Danny Bowers

Personal information
- Full name: Ian Bowers
- Date of birth: 16 January 1955 (age 71)
- Place of birth: Stoke-on-Trent, England
- Position: Defender

Senior career*
- Years: Team / Apps / (Gls)
- 1974–1978: Stoke City / 39 / (2)
- 1977: → Shrewsbury Town (loan) / 6 / (0)
- 1979–1984: Crewe Alexandra / 175 / (2)
- Total:  / 220 / (4)

= Danny Bowers =

English footballer (born 1955)

Ian "Danny" Bowers (born 16 January 1955) is a former footballer who played in the Football League for Crewe Alexandra, Shrewsbury Town and Stoke City.

==Career==
Bowers was born in Stoke-on-Trent and began his career with Stoke City after progressing through the youth and reserve ranks at the Victoria Ground. He was thrust into the first team by manager Tony Waddington in 1974–75 due to a number of injuries to Stoke's defence and he played in ten matches. He played nine times in 1975–76 and then played 16 times in 1976–77. That campaign however was a very poor one for Stoke as they were relegated to the Second Division. Bowers struggled to get back into the side thereafter and after a loan spell at Shrewsbury Town he joined Crewe Alexandra in August 1979, signed by former manager Waddington.
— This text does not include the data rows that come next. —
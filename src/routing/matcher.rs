//! Path matching against mount prefixes.
//!
//! # Responsibilities
//! - Normalize request paths (leading slash only)
//! - Match a path against a bare mount prefix
//! - Extract the mount-relative remainder
//!
//! # Design Decisions
//! - Prefix matching is segment-aware: `/api` matches `/api` and `/api/x`,
//!   never `/apiv2`
//! - Trailing slashes are kept; they only matter for comparison
//! - Segment counting drops trailing empty segments so `/db/coll/` counts
//!   as two

use std::borrow::Cow;

/// The root path, also the segment separator.
pub const ROOT: &str = "/";

/// Ensure a path starts with `/`. Empty input yields `/`.
pub fn normalize(path: &str) -> Cow<'_, str> {
    if path.starts_with(ROOT) {
        Cow::Borrowed(path)
    } else {
        Cow::Owned(format!("{}{}", ROOT, path))
    }
}

/// True if `path` falls under the bare mount `prefix`.
pub fn matches_prefix(path: &str, prefix: &str) -> bool {
    if prefix == ROOT {
        return true;
    }
    match path.strip_prefix(prefix) {
        Some(rest) => rest.is_empty() || rest.starts_with(ROOT) || prefix.ends_with(ROOT),
        None => false,
    }
}

/// The part of `path` below `prefix`, without its leading slash.
///
/// Callers must have checked [`matches_prefix`] first.
pub fn relative_path<'a>(path: &'a str, prefix: &str) -> &'a str {
    if prefix == ROOT {
        return path.strip_prefix(ROOT).unwrap_or(path);
    }
    let rest = path.strip_prefix(prefix).unwrap_or("");
    rest.strip_prefix(ROOT).unwrap_or(rest)
}

/// Number of `/`-separated segments, ignoring trailing empty ones.
///
/// `""` has none; interior empty segments (`a//b`) still count.
pub fn segment_count(relative: &str) -> usize {
    let mut segments: Vec<&str> = relative.split(ROOT).collect();
    while segments.last().is_some_and(|s| s.is_empty()) {
        segments.pop();
    }
    segments.len()
}

#[cfg(test)]
mod tests {
    use super::*;

    #[test]
    fn test_normalize() {
        assert_eq!(normalize(""), "/");
        assert_eq!(normalize("/"), "/");
        assert_eq!(normalize("db/coll"), "/db/coll");
        assert_eq!(normalize("/db/coll/"), "/db/coll/");
    }

    #[test]
    fn test_prefix_matching() {
        assert!(matches_prefix("/anything", "/"));
        assert!(matches_prefix("/api", "/api"));
        assert!(matches_prefix("/api/orders", "/api"));
        assert!(matches_prefix("/api/", "/api"));
        assert!(!matches_prefix("/apiv2/data", "/api"));
        assert!(!matches_prefix("/other", "/api"));
        assert!(!matches_prefix("/ap", "/api"));
        assert!(matches_prefix("/api/v1/data/mydb", "/api/v1/data"));
    }

    #[test]
    fn test_relative_path() {
        assert_eq!(relative_path("/", "/"), "");
        assert_eq!(relative_path("/db/coll", "/"), "db/coll");
        assert_eq!(relative_path("/api", "/api"), "");
        assert_eq!(relative_path("/api/", "/api"), "");
        assert_eq!(relative_path("/api/orders/1", "/api"), "orders/1");
    }

    #[test]
    fn test_segment_count() {
        assert_eq!(segment_count(""), 0);
        assert_eq!(segment_count("db"), 1);
        assert_eq!(segment_count("db/coll/"), 2);
        assert_eq!(segment_count("db//doc"), 3);
        assert_eq!(segment_count("a/b/c/d"), 4);
    }
}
At the Alexandra Stadium Bowers became a regular under Waddington and then Arfon Griffiths and Peter Morris. He spent five seasons with the "Alex" making 191 appearances.

==Career statistics==

Appearances and goals by club, season and competition
| Club | Season | League |  |  | FA Cup |  | League Cup |  | Other^{[A]} |  | Total |  |
| Division | Apps | Goals | Apps | Goals | Apps | Goals | Apps | Goals | Apps | Goals |
| Stoke City | 1974–75 | First Division | 10 | 0 | 0 | 0 | 0 | 0 | 0 | 0 | 10 | 0 |
| 1975–76 | First Division | 7 | 1 | 2 | 0 | 0 | 0 | 0 | 0 | 9 | 1 |
| 1976–77 | First Division | 15 | 1 | 1 | 0 | 2 | 0 | 0 | 0 | 18 | 1 |
| 1977–78 | Second Division | 7 | 0 | 1 | 0 | 0 | 0 | 0 | 0 | 8 | 0 |
| 1978–79 | Second Division | 0 | 0 | 0 | 0 | 1 | 0 | 0 | 0 | 1 | 0 |
| Total |  | 39 | 2 | 4 | 0 | 3 | 0 | 0 | 0 | 46 | 2 |
| Shrewsbury Town (loan) | 1977–78 | Third Division | 6 | 0 | 0 | 0 | 0 | 0 | 0 | 0 | 6 | 0 |
| Crewe Alexandra | 1979–80 | Fourth Division | 45 | 0 | 1 | 0 | 2 | 0 | 0 | 0 | 48 | 0 |
| 1980–81 | Fourth Division | 45 | 2 | 1 | 0 | 2 | 0 | 0 | 0 | 48 | 2 |
| 1981–82 | Fourth Division | 18 | 0 | 2 | 0 | 1 | 0 | 0 | 0 | 21 | 0 |
| 1982–83 | Fourth Division | 46 | 0 | 1 | 0 | 2 | 0 | 0 | 0 | 48 | 0 |
| 1983–84 | Fourth Division | 21 | 0 | 0 | 0 | 2 | 1 | 2 | 0 | 25 | 1 |
| Total |  | 175 | 2 | 5 | 0 | 9 | 1 | 2 | 0 | 191 | 3 |
| Career Total |  |  | 220 | 4 | 9 | 0 | 12 | 1 | 2 | 0 | 243 | 5 |

A. The "Other" column constitutes appearances and goals in the Football League Trophy.